(Francesco Erspamer) – È curioso. Per decenni in Italia la regola o l’aspirazione era il posto fisso, spesso garantito anche a chi meritasse di venire licenziato in tronco (ne conoscevo alcuni: nullafacenti che fregavano lo Stato e i loro colleghi lavorando poco e male e considerando un mese di malattia all’anno un supplemento di vacanza garantito contrattualmente). Tollerarli è stato un grave errore: i furbetti e gli stronzetti che la fanno franca diventano ancora più arroganti e i migliori alleati di chi vuole incrinare la fiducia dei cittadini nelle istituzioni. Infatti ne hanno approfittato i ricchi e i potenti per riportare la maggior parte degli impieghi al precariato e al cottimo: dopo di che la deriva si è alimentata da sé, in quanto chi si è trovato in quelle condizioni, invece di lottare perché tutti ottenessero una maggiore stabilità, ha lottato con inusitata rabbia per farla perdere a chi ancora la avesse: ciò che non posso avere io immediatamente, che non ce l’abbia nessuno per l’eternità.

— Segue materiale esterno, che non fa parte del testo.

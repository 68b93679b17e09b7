/// Tool for registering users
///
/// This module implements the user_register MCP tool.

use schemars::JsonSchema;
use serde::Deserialize;

use crate::domain::{User, UserId};
use crate::services::TrackerError;
use crate::tools::ToolResponse;
use crate::RecoveryTrackerServer;

/// Parameters for registering (or renaming) a user
#[derive(Debug, Deserialize, JsonSchema)]
pub struct UserRegisterParams {
    /// Numeric id of the chat user
    pub user_id: i64,
    /// Display name, with or without a leading @
    pub username: String,
}

pub fn user_register(
    tracker: &RecoveryTrackerServer,
    params: UserRegisterParams,
) -> Result<ToolResponse<User>, TrackerError> {
    let user = tracker.register_user(UserId(params.user_id), &params.username)?;
    Ok(ToolResponse::new(
        format!("Welcome, {}! Use journey_new to start counting your streak.", user.username),
        user,
    ))
}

In questa prospettiva anche la crociata dei pentastellati contro le “poltrone” non è che un capitolo della privatizzazione del settore pubblico auspicata e attuata dal neocapitalismo. Quali che fossero le loro intenzioni, l’effetto è stato di contribuire all’affermazione in Italia del modello americano di società fluida, ad alta mobilità sociale (più spesso indicata con l’inevitabile anglicismo: “turnover”) e del tutto priva di tradizioni, in cui mettere radici è politicamente scorretto e impegnarsi con passione o no è la stessa cosa perché tutto viene travolto dall’obsolescenza programmata. L’accusa di incompetenza è dunque meritata, anche se coloro che la lanciano sono altrettanto incompetenti e, per di più, intenzionalmente tali: ma alla fine non c’è molta differenza fra chi, come i liberisti, disprezza la conoscenza e l’esperienza (ossia la politica come prassi, sintesi di teoria e azione) in quanto ostacoli ai loro soprusi; e chi, come parecchi grillini, le disprezzi in quanto contrarie a un mitico spontaneismo e avventurismo, cioè alla convinzione che basti volere il bene in buona fede per realizzare il bene, senza bisogno di studiare, di perseverare, di fare dolorosi compromessi.

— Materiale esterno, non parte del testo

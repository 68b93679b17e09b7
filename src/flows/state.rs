/// Conversation states

use serde::Serialize;

use crate::domain::{EntryId, JourneyId};

/// Where a user's pending conversation stands
///
/// Idle is not a variant: a user with no entry in the conversation table
/// is idle.
#[derive(Debug, Clone, PartialEq, Eq, Serialize)]
#[serde(tag = "state", rename_all = "snake_case")]
pub enum FlowState {
    /// New journey: waiting for the streak the user already has
    AwaitingStreakDays,
    /// New journey created, waiting for the rank ladder
    AwaitingRankChoice { journey_id: JourneyId },
    /// Check-in: relapsed or survived?
    AwaitingRelapseAnswer,
    /// Relapsed: waiting for the closing note
    AwaitingRelapseNote,
    /// Survived: waiting for the 1-10 rating
    AwaitingNote,
    /// Rating given, waiting for the entry text
    AwaitingEntryText { note: u8 },
    /// Entry stored as private, waiting for the privacy choice
    AwaitingPrivacyChoice { entry_id: EntryId },
}

impl FlowState {
    pub fn name(&self) -> &'static str {
        match self {
            FlowState::AwaitingStreakDays => "awaiting_streak_days",
            FlowState::AwaitingRankChoice { .. } => "awaiting_rank_choice",
            FlowState::AwaitingRelapseAnswer => "awaiting_relapse_answer",
            FlowState::AwaitingRelapseNote => "awaiting_relapse_note",
            FlowState::AwaitingNote => "awaiting_note",
            FlowState::AwaitingEntryText { .. } => "awaiting_entry_text",
            FlowState::AwaitingPrivacyChoice { .. } => "awaiting_privacy_choice",
        }
    }
}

Malgrado tutto considero il M5S l’unico partito di massa in grado di contrastare la deriva liberista e l’americanizzazione del paese; per costruire una società più giusta, solidale e sostenibile servirà altro però questo “altro” adesso non c’è e il Movimento può favorirne la nascita o evolvere in esso. A patto che si renda conto che la massa non va contrariata ma neppure accontentata: va coinvolta, ispirata, guidata, emancipata; va invitata alla politica ed educata alla politica perché senza politica vige la legge della giungla e del più forte, ovvero di chi possiede più soldi e dunque più televisioni e giornalisti.

Come sta dimostrando uno dei casi più ributtanti della nostra Storia, la resa dello Stato ai Benetton: cose che succedono e succederanno sempre più spesso fin quando invece di indignarsi contro i veri padroni del mondo, cioè i miliardari e le celebrity, la gente indirizzerà il suo scontento contro lo Stato, contro la politica (senza distinguere fra politici onesti e politici corrotti, “tanto sono tutti uguali”), contro le piccole e medie imprese, contro il sistema pubblico, che ha tanti difetti ma resta infinitamente migliore di quello delle multinazionali private.